### EXERCISE PROMPT
Please copy, character for character, each line from the beginning of the listing to the line containing "let chain_id = parse_chain_id(chain_id_hex)?;", including both.
BEGIN DATA EXTRACT
use anyhow::{Context, Result};
use ethers::types::Address;
use std::str::FromStr;

/// Canonical ERC-4337 EntryPoint v0.6 deployment, shared across chains.
pub const ENTRY_POINT: &str = "0x5FF137D4b0FDCD49DcA30c7CF57E578a026d2789";

/// Dev bundler. Production: https://api-bundler.voltacircuit.com
pub const DEFAULT_BUNDLER_BASE_URL: &str = "https://api-bundler.dev.voltacircuit.com";
pub const DEFAULT_CHAIN: &str = "arbitrum-mainnet";
pub const DEFAULT_CHAIN_ID: &str = "0xa4b1";

pub const EXPLORER_BASE_URL: &str = "https://jiffyscan.xyz/userOpHash";

/// Resolved run configuration for the submit flows.
///
/// `bundler_url` is the effective JSON-RPC endpoint (`<base>/<chain>`); the
/// Volta bundler doubles as the chain RPC, so every read goes through it too.
#[derive(Debug, Clone)]
pub struct VoltaConfig {
    pub chain: String,
    pub chain_id: u64,
    pub bundler_url: String,
    pub entrypoint: Address,
    /// Vault owner key. When absent, the flows prompt for a combined
    /// signature produced out-of-band with the `sign` subcommand.
    pub private_key: Option<String>,
}

impl VoltaConfig {
    pub fn resolve(
        bundler_base_url: &str,
        chain: &str,
        chain_id_hex: &str,
        entrypoint: &str,
        private_key: Option<String>,
    ) -> Result<Self> {
        let chain_id = parse_chain_id(chain_id_hex)?;
        let entrypoint =
            Address::from_str(entrypoint).context("invalid entry point address")?;

        let bundler_url = format!("{}/{}", bundler_base_url.trim_end_matches('/'), chain);

        let private_key = private_key.filter(|k| !k.trim().is_empty());

        Ok(Self {
            chain: chain.to_string(),
            chain_id,
            bundler_url,
            entrypoint,
            private_key,
        })
    }
}

pub fn parse_chain_id(s: &str) -> Result<u64> {
    let trimmed = s.trim();
    let digits = trimmed.strip_prefix("0x").unwrap_or(trimmed);
    u64::from_str_radix(digits, 16).with_context(|| format!("invalid hex chain id: {s}"))
}

#[cfg(test)]
mod tests {
    use super::*;

    #[test]
    fn parse_chain_id_arbitrum_default() {
        assert_eq!(parse_chain_id(DEFAULT_CHAIN_ID).unwrap(), 42161);
    }

    #[test]
    fn parse_chain_id_accepts_unprefixed_hex() {
        assert_eq!(parse_chain_id("a4b1").unwrap(), 42161);
    }

    #[test]
    fn parse_chain_id_rejects_garbage() {
        assert!(parse_chain_id("arbitrum").is_err());
        assert!(parse_chain_id("").is_err());
    }

    #[test]
    fn resolve_joins_bundler_url() {
        let cfg = VoltaConfig::resolve(
            DEFAULT_BUNDLER_BASE_URL,
            DEFAULT_CHAIN,
            DEFAULT_CHAIN_ID,
            ENTRY_POINT,
            None,
        )
        .unwrap();
        assert_eq!(
            cfg.bundler_url,
            "https://api-bundler.dev.voltacircuit.com/arbitrum-mainnet"
        );
    }

    #[test]
    fn resolve_strips_trailing_slash() {
        let cfg = VoltaConfig::resolve(
            "https://api-bundler.dev.voltacircuit.com/",
            "sepolia",
            "0xaa36a7",
            ENTRY_POINT,
            None,
        )
        .unwrap();
        assert_eq!(
            cfg.bundler_url,
            "https://api-bundler.dev.voltacircuit.com/sepolia"
        );
        assert_eq!(cfg.chain_id, 11155111);
    }

    #[test]
    fn resolve_treats_blank_private_key_as_unset() {
        let cfg = VoltaConfig::resolve(
            DEFAULT_BUNDLER_BASE_URL,
            DEFAULT_CHAIN,
            DEFAULT_CHAIN_ID,
            ENTRY_POINT,
            Some("  ".to_string()),
        )
        .unwrap();
        assert!(cfg.private_key.is_none());
    }

    #[test]
    fn resolve_rejects_bad_entrypoint() {
        let res = VoltaConfig::resolve(
            DEFAULT_BUNDLER_BASE_URL,
            DEFAULT_CHAIN,
            DEFAULT_CHAIN_ID,
            "not-an-address",
            None,
        );
        assert!(res.is_err());
    }
}
use crate::types::UserOperation;
use anyhow::Result;
use ethers::abi::{AbiParser, Token};
use ethers::types::{Address, Bytes, H256, U256};
use ethers::utils::keccak256;

pub fn fmt_address(addr: Address) -> String {
    format!("0x{}", hex::encode(addr.as_bytes()))
}

pub fn fmt_h256(h: H256) -> String {
    format!("0x{}", hex::encode(h.as_bytes()))
}

/// JSON-RPC "quantity" decoding; empty and `0x` both mean zero.
pub fn parse_u256_quantity(s: &str) -> Result<U256> {
    let s = s.strip_prefix("0x").unwrap_or(s);
    if s.is_empty() {
        return Ok(U256::zero());
    }
    Ok(U256::from_str_radix(s, 16)?)
}

pub fn parse_h256(s: &str) -> Result<H256> {
    let s = s.strip_prefix("0x").unwrap_or(s);
    let bytes = hex::decode(s)?;
    if bytes.len() != 32 {
        anyhow::bail!("expected 32-byte hex, got {} bytes", bytes.len());
    }
    let mut arr = [0u8; 32];
    arr.copy_from_slice(&bytes);
    Ok(H256(arr))
}

/// ERC-4337 v0.6 userOpHash, computed locally instead of round-tripping
/// through `EntryPoint.getUserOpHash`:
///
///   keccak(abi.encode(keccak(abi.encode(op fields)), entryPoint, chainId))
///
/// The signature field never participates in the hash.
pub fn user_op_hash(op: &UserOperation, entry_point: Address, chain_id: u64) -> H256 {
    let packed = ethers::abi::encode(&[
        Token::Address(op.sender),
        Token::Uint(op.nonce),
        Token::FixedBytes(keccak256(&op.init_code).to_vec()),
        Token::FixedBytes(keccak256(&op.call_data).to_vec()),
        Token::Uint(op.call_gas_limit),
        Token::Uint(op.verification_gas_limit),
        Token::Uint(op.pre_verification_gas),
        Token::Uint(op.max_fee_per_gas),
        Token::Uint(op.max_priority_fee_per_gas),
        Token::FixedBytes(keccak256(&op.paymaster_and_data).to_vec()),
    ]);

    let enc = ethers::abi::encode(&[
        Token::FixedBytes(keccak256(packed).to_vec()),
        Token::Address(entry_point),
        Token::Uint(U256::from(chain_id)),
    ]);

    H256(keccak256(enc))
}

/// Calldata for the vault's `execute(address,uint256,bytes)`.
///
/// A plain ETH transfer uses empty inner data; a WETH-style wrap passes
/// `deposit()` calldata so the value lands wrapped.
pub fn execute_call_data(target: Address, value: U256, inner: Bytes) -> Result<Bytes> {
    let abi = AbiParser::default()
        .parse(&["function execute(address dest, uint256 value, bytes func)"])?;
    let data = abi.function("execute")?.encode_input(&[
        Token::Address(target),
        Token::Uint(value),
        Token::Bytes(inner.to_vec()),
    ])?;
    Ok(Bytes::from(data))
}

/// Calldata for a WETH-style `deposit()`.
pub fn deposit_call_data() -> Result<Bytes> {
    let abi = AbiParser::default().parse(&["function deposit()"])?;
    let data = abi.function("deposit")?.encode_input(&[])?;
    Ok(Bytes::from(data))
}

#[cfg(test)]
mod tests {
    use super::*;
    use std::str::FromStr;

    fn sample_op() -> UserOperation {
        UserOperation {
            sender: Address::from_str("0x1111111111111111111111111111111111111111").unwrap(),
            nonce: U256::from(3u64),
            init_code: Bytes::default(),
            call_data: Bytes::from(vec![0xde, 0xad]),
            call_gas_limit: U256::from(120_000u64),
            verification_gas_limit: U256::from(90_000u64),
            pre_verification_gas: U256::from(48_000u64),
            max_fee_per_gas: U256::from(1_000_000u64),
            max_priority_fee_per_gas: U256::from(1_000_000u64),
            paymaster_and_data: Bytes::default(),
            signature: Bytes::from(vec![0u8; 65]),
        }
    }

    fn entry_point() -> Address {
        Address::from_str(crate::config::ENTRY_POINT).unwrap()
    }

    #[test]
    fn execute_selector_matches_simple_account() {
        let data = execute_call_data(Address::zero(), U256::zero(), Bytes::default()).unwrap();
        assert_eq!(&data[..4], &[0xb6, 0x1d, 0x27, 0xf6]);
        // 3 head words + the empty bytes length word
        assert_eq!(data.len(), 4 + 32 * 4);
    }

    #[test]
    fn deposit_selector_matches_weth() {
        let data = deposit_call_data().unwrap();
        assert_eq!(data.as_ref(), &[0xd0, 0xe3, 0x0d, 0xb0]);
    }

    #[test]
    fn parse_u256_quantity_handles_zero_forms() {
        assert_eq!(parse_u256_quantity("0x0").unwrap(), U256::zero());
        assert_eq!(parse_u256_quantity("0x").unwrap(), U256::zero());
        assert_eq!(parse_u256_quantity("").unwrap(), U256::zero());
        assert_eq!(parse_u256_quantity("0x186a0").unwrap(), U256::from(100_000u64));
        assert_eq!(parse_u256_quantity("a4b1").unwrap(), U256::from(42161u64));
    }

    #[test]
    fn parse_h256_rejects_wrong_length() {
        assert!(parse_h256("0x1234").is_err());
        assert!(parse_h256("zz").is_err());
        let h = "0x2222222222222222222222222222222222222222222222222222222222222222";
        assert_eq!(fmt_h256(parse_h256(h).unwrap()), h);
    }

    #[test]
    fn hash_ignores_signature() {
        let op = sample_op();
        let mut signed = op.clone();
        signed.signature = Bytes::from(vec![0xab; 130]);

        assert_eq!(
            user_op_hash(&op, entry_point(), 42161),
            user_op_hash(&signed, entry_point(), 42161)
        );
    }

    #[test]
    fn hash_binds_chain_id_and_entry_point() {
        let op = sample_op();
        let base = user_op_hash(&op, entry_point(), 42161);
        assert_ne!(base, user_op_hash(&op, entry_point(), 1));
        assert_ne!(base, user_op_hash(&op, Address::zero(), 42161));
    }

    #[test]
    fn hash_binds_operation_fields() {
        let op = sample_op();
        let base = user_op_hash(&op, entry_point(), 42161);

        let mut bumped = op.clone();
        bumped.nonce = op.nonce + U256::one();
        assert_ne!(base, user_op_hash(&bumped, entry_point(), 42161));

        let mut padded = op.clone();
        padded.pre_verification_gas = op.pre_verification_gas + U256::one();
        assert_ne!(base, user_op_hash(&padded, entry_point(), 42161));
    }
}
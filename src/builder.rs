use crate::bundler::BundlerClient;
use crate::types::UserOperation;
use anyhow::{Context, Result};
use ethers::providers::{Http, Middleware, Provider};
use ethers::types::{Address, Bytes, U256};

/// Gas middleware steps, applied in the order they were attached.
///
/// The submit flows use the fixed chain price -> estimate -> pad; order
/// matters because padding works on the estimator's output.
#[derive(Clone, Copy, Debug, PartialEq, Eq)]
pub enum GasMiddleware {
    /// Fetch the current gas price and set both fee fields from it.
    GasPrice,
    /// `eth_estimateUserOperationGas` on the bundler fills the three limits.
    EstimateGas,
    /// The 20% padding rule; see [`pad_gas`].
    PadGas,
}

/// Accumulates UserOperation fields by successive assignment, then runs the
/// attached middleware chain to fill the gas fields.
///
/// The op starts with empty `initCode` (vaults are initialized through the
/// Volta dashboard, never deployed from here) and a 65-byte dummy signature
/// so gas estimation sees a correctly-sized operation.
pub struct UserOperationBuilder {
    op: UserOperation,
    middleware: Vec<GasMiddleware>,
}

impl UserOperationBuilder {
    pub fn new(sender: Address) -> Self {
        Self {
            op: UserOperation {
                sender,
                nonce: U256::zero(),
                init_code: Bytes::default(),
                call_data: Bytes::default(),
                call_gas_limit: U256::zero(),
                verification_gas_limit: U256::zero(),
                pre_verification_gas: U256::zero(),
                max_fee_per_gas: U256::zero(),
                max_priority_fee_per_gas: U256::zero(),
                paymaster_and_data: Bytes::default(),
                signature: Bytes::from(vec![0u8; 65]),
            },
            middleware: Vec::new(),
        }
    }

    pub fn nonce(mut self, nonce: U256) -> Self {
        self.op.nonce = nonce;
        self
    }

    pub fn init_code(mut self, init_code: Bytes) -> Self {
        self.op.init_code = init_code;
        self
    }

    pub fn call_data(mut self, call_data: Bytes) -> Self {
        self.op.call_data = call_data;
        self
    }

    pub fn use_middleware(mut self, mw: GasMiddleware) -> Self {
        self.middleware.push(mw);
        self
    }

    /// Runs the middleware chain and yields the finished (unsigned) op.
    pub async fn build(
        mut self,
        provider: &Provider<Http>,
        bundler: &BundlerClient,
        entrypoint: Address,
    ) -> Result<UserOperation> {
        for mw in &self.middleware {
            match mw {
                GasMiddleware::GasPrice => {
                    let gas_price = provider
                        .get_gas_price()
                        .await
                        .context("failed to fetch gas price")?;
                    self.op.max_fee_per_gas = gas_price;
                    self.op.max_priority_fee_per_gas = gas_price;
                }
                GasMiddleware::EstimateGas => {
                    let est = bundler
                        .estimate_user_operation_gas(serde_json::to_value(&self.op)?, entrypoint)
                        .await
                        .context("bundler gas estimate failed")?;
                    self.op.call_gas_limit = est.call_gas_limit;
                    self.op.verification_gas_limit = est.verification_gas_limit;
                    self.op.pre_verification_gas = est.pre_verification_gas;
                }
                GasMiddleware::PadGas => pad_gas(&mut self.op),
            }
        }

        Ok(self.op)
    }
}

/// Adds one fifth to verificationGasLimit and preVerificationGas to absorb
/// preVerificationGas jumps between estimation and inclusion, then keeps
/// callGasLimit at least as large as verificationGasLimit.
pub fn pad_gas(op: &mut UserOperation) {
    let five = U256::from(5u64);
    let vgl = op.verification_gas_limit;
    let pvg = op.pre_verification_gas;
    op.verification_gas_limit = vgl + vgl / five;
    op.pre_verification_gas = pvg + pvg / five;
    if op.call_gas_limit < op.verification_gas_limit {
        op.call_gas_limit = op.verification_gas_limit;
    }
}
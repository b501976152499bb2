use crate::encoding::{fmt_address, fmt_h256, parse_h256, parse_u256_quantity};
use anyhow::{anyhow, Context, Result};
use ethers::types::{Address, H256, U256};
use serde_json::{json, Value};
use std::time::{Duration, Instant};

const RECEIPT_POLL_INTERVAL: Duration = Duration::from_millis(1500);

/// Thin JSON-RPC client for the ERC-4337 bundler methods.
///
/// The chain-read side (gas price, `getNonce`) goes through an ethers
/// `Provider` instead; this client only speaks the `eth_*UserOperation*`
/// namespace.
#[derive(Debug, Clone)]
pub struct BundlerClient {
    url: String,
    http: reqwest::Client,
}

#[derive(Debug, Clone)]
pub struct GasEstimate {
    pub call_gas_limit: U256,
    pub verification_gas_limit: U256,
    pub pre_verification_gas: U256,
}

impl BundlerClient {
    pub fn new(url: String) -> Self {
        Self {
            url,
            http: reqwest::Client::new(),
        }
    }

    pub async fn estimate_user_operation_gas(
        &self,
        user_op: Value,
        entrypoint: Address,
    ) -> Result<GasEstimate> {
        let res = self
            .rpc(
                "eth_estimateUserOperationGas",
                json!([user_op, fmt_address(entrypoint)]),
            )
            .await
            .context("eth_estimateUserOperationGas failed")?;

        Ok(GasEstimate {
            call_gas_limit: quantity_field(&res, "callGasLimit")?,
            verification_gas_limit: quantity_field(&res, "verificationGasLimit")?,
            pre_verification_gas: quantity_field(&res, "preVerificationGas")?,
        })
    }

    pub async fn send_user_operation(&self, user_op: Value, entrypoint: Address) -> Result<H256> {
        let res = self
            .rpc(
                "eth_sendUserOperation",
                json!([user_op, fmt_address(entrypoint)]),
            )
            .await
            .context("eth_sendUserOperation failed")?;
        user_op_hash_from_response(&res)
    }

    /// Poll for a receipt until a non-null result or timeout (0 = no timeout).
    pub async fn wait_user_operation_receipt(
        &self,
        user_op_hash: H256,
        timeout: Duration,
    ) -> Result<Value> {
        let start = Instant::now();
        loop {
            if !timeout.is_zero() && start.elapsed() > timeout {
                return Err(anyhow!(
                    "timed out waiting for userOp receipt after {:?}",
                    timeout
                ));
            }

            match self
                .rpc(
                    "eth_getUserOperationReceipt",
                    json!([fmt_h256(user_op_hash)]),
                )
                .await
            {
                Ok(v) if !v.is_null() => return Ok(v),
                Ok(_) => {}
                // transient errors are common on bundlers under load; keep polling
                Err(e) => tracing::warn!(error = %e, "bundler receipt poll error"),
            }

            tokio::time::sleep(RECEIPT_POLL_INTERVAL).await;
        }
    }

    async fn rpc(&self, method: &str, params: Value) -> Result<Value> {
        let req = json!({
            "jsonrpc": "2.0",
            "id": 1,
            "method": method,
            "params": params,
        });

        let resp = self
            .http
            .post(&self.url)
            .json(&req)
            .send()
            .await
            .with_context(|| format!("POST {} failed", self.url))?;

        let status = resp.status();
        let body: Value = resp.json().await.context("failed to decode JSON")?;

        if !status.is_success() {
            return Err(anyhow!("HTTP {}: {}", status, body));
        }

        if let Some(err) = body.get("error") {
            return Err(anyhow!("RPC error: {}", err));
        }

        body.get("result")
            .cloned()
            .ok_or_else(|| anyhow!("missing result field"))
    }
}

fn quantity_field(v: &Value, key: &str) -> Result<U256> {
    let s = v
        .get(key)
        .and_then(|x| x.as_str())
        .ok_or_else(|| anyhow!("missing or invalid field {key}"))?;
    parse_u256_quantity(s)
}

/// Bundlers disagree on the `eth_sendUserOperation` result shape: most return
/// the hash as a bare string, some wrap it in an object under varying keys.
/// Accept all shapes seen in the wild.
fn user_op_hash_from_response(res: &Value) -> Result<H256> {
    let hash_str = res
        .as_str()
        .or_else(|| res.get("result").and_then(|v| v.as_str()))
        .or_else(|| res.get("userOpHash").and_then(|v| v.as_str()))
        .or_else(|| res.get("userOperationHash").and_then(|v| v.as_str()))
        .ok_or_else(|| {
            anyhow!(
                "unexpected eth_sendUserOperation result shape (expected string or {{result: ...}}): {}",
                res
            )
        })?;

    parse_h256(hash_str)
}
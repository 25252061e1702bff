//! Paging emulation on the legacy (11g) dialect.

use quarry_sql_core::ast::{Expr, OrderBy, SelectStatement, TableRef};
use quarry_sql_core::value::ParameterValues;
use quarry_sql_oracle::{OracleCompatibility, OracleOptions, OracleSqlGenerator};

fn generate(stmt: &SelectStatement) -> String {
    OracleSqlGenerator::new(&OracleOptions::new(OracleCompatibility::Legacy))
        .generate(stmt, &ParameterValues::new())
        .expect("generation failed")
        .text
}

fn orders_by_id() -> SelectStatement {
    SelectStatement::new()
        .column(Expr::column("id"))
        .from(TableRef::table("orders"))
}

#[test]
fn unlimited_select_is_left_alone() {
    assert_eq!(generate(&orders_by_id()), "SELECT \"id\"\nFROM \"orders\"");
}

#[test]
fn ordering_alone_needs_no_wrapping() {
    let stmt = orders_by_id().order(OrderBy::asc(Expr::column("id")));
    assert_eq!(
        generate(&stmt),
        "SELECT \"id\"\nFROM \"orders\"\nORDER BY \"id\" NULLS FIRST"
    );
}

#[test]
fn limit_joins_an_existing_predicate() {
    let stmt = SelectStatement::new()
        .column(Expr::column("X"))
        .from(TableRef::table("t"))
        .filter(Expr::column("X").gt(Expr::integer(0)))
        .take(Expr::integer(5));
    assert_eq!(
        generate(&stmt),
        "SELECT \"X\"\nFROM \"t\"\nWHERE \"X\" > 0 AND rownum <= 5"
    );
}

#[test]
fn limit_without_predicate_opens_a_where() {
    let stmt = orders_by_id().take(Expr::integer(5));
    assert_eq!(
        generate(&stmt),
        "SELECT \"id\"\nFROM \"orders\"\nWHERE rownum <= 5"
    );
}

#[test]
fn offset_only_wraps_once_with_no_upper_bound() {
    let stmt = orders_by_id().skip(Expr::integer(10));
    assert_eq!(
        generate(&stmt),
        "SELECT *\nFROM (\n    SELECT \"m1\".*, rownum AS \"r1\"\n    FROM (\n        SELECT \"id\"\n        FROM \"orders\"\n    ) \"m1\"\n)\nWHERE \"r1\" > 10"
    );
}

#[test]
fn offset_and_limit_bound_both_ends() {
    let stmt = orders_by_id().take(Expr::integer(5)).skip(Expr::integer(10));
    let text = generate(&stmt);
    assert!(text.ends_with("WHERE \"r1\" > 10 AND \"r1\" <= 10 + 5"));
    // Still a single ranking wrap; no re-aliasing without ordering.
    assert_eq!(text.matches("rownum").count(), 1);
    assert!(!text.contains("\"K0\""));
}

#[test]
fn ordered_page_restores_display_names_outermost() {
    let stmt = SelectStatement::new()
        .column(Expr::column("id"))
        .column(Expr::column("name"))
        .from(TableRef::table("orders"))
        .order(OrderBy::asc(Expr::column("name")))
        .take(Expr::integer(5))
        .skip(Expr::integer(10));
    assert_eq!(
        generate(&stmt),
        "SELECT \"K0\" AS \"id\", \"K1\" AS \"name\"\nFROM (\n    SELECT \"m1\".*, rownum AS \"r1\"\n    FROM (\n        SELECT \"id\" AS \"K0\", \"name\" AS \"K1\"\n        FROM \"orders\"\n        ORDER BY \"name\" NULLS FIRST\n    ) \"m1\"\n)\nWHERE \"r1\" > 10 AND \"r1\" <= 10 + 5"
    );
}

#[test]
fn ordered_limit_without_offset_bounds_the_wrapper() {
    let stmt = orders_by_id()
        .order(OrderBy::desc(Expr::column("id")))
        .take(Expr::integer(3));
    assert_eq!(
        generate(&stmt),
        "SELECT \"K0\" AS \"id\"\nFROM (\n    SELECT \"id\" AS \"K0\"\n    FROM \"orders\"\n    ORDER BY \"id\" DESC\n) \"m1\"\nWHERE rownum <= 3"
    );
}

#[test]
fn ordered_offset_without_limit_skips_the_realiasing_layer() {
    let stmt = orders_by_id()
        .order(OrderBy::asc(Expr::column("id")))
        .skip(Expr::integer(10));
    assert_eq!(
        generate(&stmt),
        "SELECT *\nFROM (\n    SELECT \"m1\".*, rownum AS \"r1\"\n    FROM (\n        SELECT \"id\"\n        FROM \"orders\"\n        ORDER BY \"id\" NULLS FIRST\n    ) \"m1\"\n)\nWHERE \"r1\" > 10"
    );
}

#[test]
fn parameter_only_ordering_pages_as_unordered() {
    let stmt = orders_by_id()
        .order(OrderBy::asc(Expr::parameter("p0")))
        .take(Expr::integer(5));
    assert_eq!(
        generate(&stmt),
        "SELECT \"id\"\nFROM \"orders\"\nWHERE rownum <= 5"
    );
}

#[test]
fn parameterized_bounds_stay_parameterized() {
    let stmt = orders_by_id()
        .take(Expr::parameter("p_limit"))
        .skip(Expr::parameter("p_offset"));
    let params = ParameterValues::new()
        .bind("p_limit", 5_i64)
        .bind("p_offset", 10_i64);
    let sql = OracleSqlGenerator::new(&OracleOptions::new(OracleCompatibility::Legacy))
        .generate(&stmt, &params)
        .expect("generation failed");
    assert!(sql
        .text
        .ends_with("WHERE \"r1\" > :p_offset AND \"r1\" <= :p_offset + :p_limit"));
    assert_eq!(
        sql.params.iter().map(|(n, _)| n.as_str()).collect::<Vec<_>>(),
        vec!["p_offset", "p_limit"]
    );
}

#[test]
fn nested_pages_use_distinct_wrapper_aliases() {
    let inner = orders_by_id().skip(Expr::integer(1));
    let stmt = SelectStatement::new()
        .column(Expr::qualified_column("s", "id"))
        .from(TableRef::subquery(inner, "s"))
        .skip(Expr::integer(2));

    let text = generate(&stmt);
    assert!(text.contains("\"r1\""));
    assert!(text.contains("\"m1\""));
    assert!(text.contains("\"r2\""));
    assert!(text.contains("\"m2\""));
    assert!(text.contains("WHERE \"r1\" > 2"));
    assert!(text.contains("WHERE \"r2\" > 1"));
}

#[test]
fn legacy_output_never_uses_modern_syntax() {
    let stmt = orders_by_id()
        .order(OrderBy::asc(Expr::column("id")))
        .take(Expr::integer(5))
        .skip(Expr::integer(10));
    let text = generate(&stmt);
    assert!(!text.contains("FETCH"));
    assert!(!text.contains("OFFSET"));
    assert!(!text.contains("TOP"));
}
END DATA EXTRACT
### WRITTEN ANSWER
use anyhow::{Context, Result};
use ethers::types::Address;
use std::str::FromStr;

/// Canonical ERC-4337 EntryPoint v0.6 deployment, shared across chains.
pub const ENTRY_POINT: &str = "0x5FF137D4b0FDCD49DcA30c7CF57E578a026d2789";

/// Dev bundler. Production: https://api-bundler.voltacircuit.com
pub const DEFAULT_BUNDLER_BASE_URL: &str = "https://api-bundler.dev.voltacircuit.com";
pub const DEFAULT_CHAIN: &str = "arbitrum-mainnet";
pub const DEFAULT_CHAIN_ID: &str = "0xa4b1";

pub const EXPLORER_BASE_URL: &str = "https://jiffyscan.xyz/userOpHash";

/// Resolved run configuration for the submit flows.
///
/// `bundler_url` is the effective JSON-RPC endpoint (`<base>/<chain>`); the
/// Volta bundler doubles as the chain RPC, so every read goes through it too.
#[derive(Debug, Clone)]
pub struct VoltaConfig {
    pub chain: String,
    pub chain_id: u64,
    pub bundler_url: String,
    pub entrypoint: Address,
    /// Vault owner key. When absent, the flows prompt for a combined
    /// signature produced out-of-band with the `sign` subcommand.
    pub private_key: Option<String>,
}

impl VoltaConfig {
    pub fn resolve(
        bundler_base_url: &str,
        chain: &str,
        chain_id_hex: &str,
        entrypoint: &str,
        private_key: Option<String>,
    ) -> Result<Self> {
        let chain_id = parse_chain_id(chain_id_hex)?;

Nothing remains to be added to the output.